An amphitheatre (British English) or amphitheater (American English; both //) is an open-air venue used for entertainment, performances, and sports. The term derives from the ancient Greek ἀμφιθέατρον (amphitheatron), from ἀμφί (amphi), meaning "on both sides" or "around" and θέατρον (théātron), meaning "place for viewing".
Ancient Roman amphitheatres were oval or circular in plan, with seating tiers that surrounded the central performance area, like a modern open-air stadium. In contrast both ancient Greek and ancient Roman theatres were built in a semicircle, with tiered seating rising on one side of the performance area.
Modern parlance uses "amphitheatre" for any structure with sloping seating, including theatre-style stages with spectator seating on only one side, theatres in the round, and stadia. They can be indoors out outdoors.
Natural formations of similar shape are sometimes known as natural amphitheatres.
Ancient Rome had a range of venues for public entertainment, which in modern terminology are separated into four types:
- the theatre was used for dramatic, music and dance;
- the stadium served for athletic competitions;
- the amphitheater for blood games;
- the circus or hippodrome for horse and chariot races,
while it is true that facilities which physically allowed it were used to accommodate performances commonly reserved for other building types.
Ancient Roman amphitheatres were major public venues, circular or oval in plan, with perimeter seating tiers.
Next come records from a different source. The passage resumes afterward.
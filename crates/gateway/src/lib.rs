//! wikichat gateway: HTTP surface, turn orchestration and CLI.

pub mod api;
pub mod bootstrap;
pub mod cli;
pub mod error;
pub mod runtime;
pub mod state;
They were used for events such as gladiator combats, chariot races,[dubious ] venationes (animal hunts) and executions. About 230 Roman amphitheatres have been found across the area of the Roman Empire. Their typical shape, functions and name distinguish them from Roman theatres, which are more or less semicircular in shape; from the circuses (similar to hippodromes) whose much longer circuits were designed mainly for horse or chariot racing events; and from the smaller stadia, which were primarily designed for athletics and footraces.
The earliest Roman amphitheatres date from the middle of the first century BCE, but most were built under Imperial rule, from the Augustan period (27 BCE–14 CE) onwards. Imperial amphitheatres were built throughout the Roman empire; the largest could accommodate 40,000–60,000 spectators. The most elaborate featured multi-storeyed, arcaded façades and were elaborately decorated with marble, stucco and statuary. The best-known ancient amphitheatre is the Colosseum in Rome, which is more correctly termed the Flavian amphitheatre (Amphitheatrum Flavium), after the Flavian dynasty who had it built. After the end of gladiatorial games in the 5th century and of staged animal hunts in the 6th, most amphitheatres fell into disrepair. Their materials were mined or recycled. Some were razed, and others were converted into fortifications. A few continued as convenient open meeting places; in some of these, churches were sited.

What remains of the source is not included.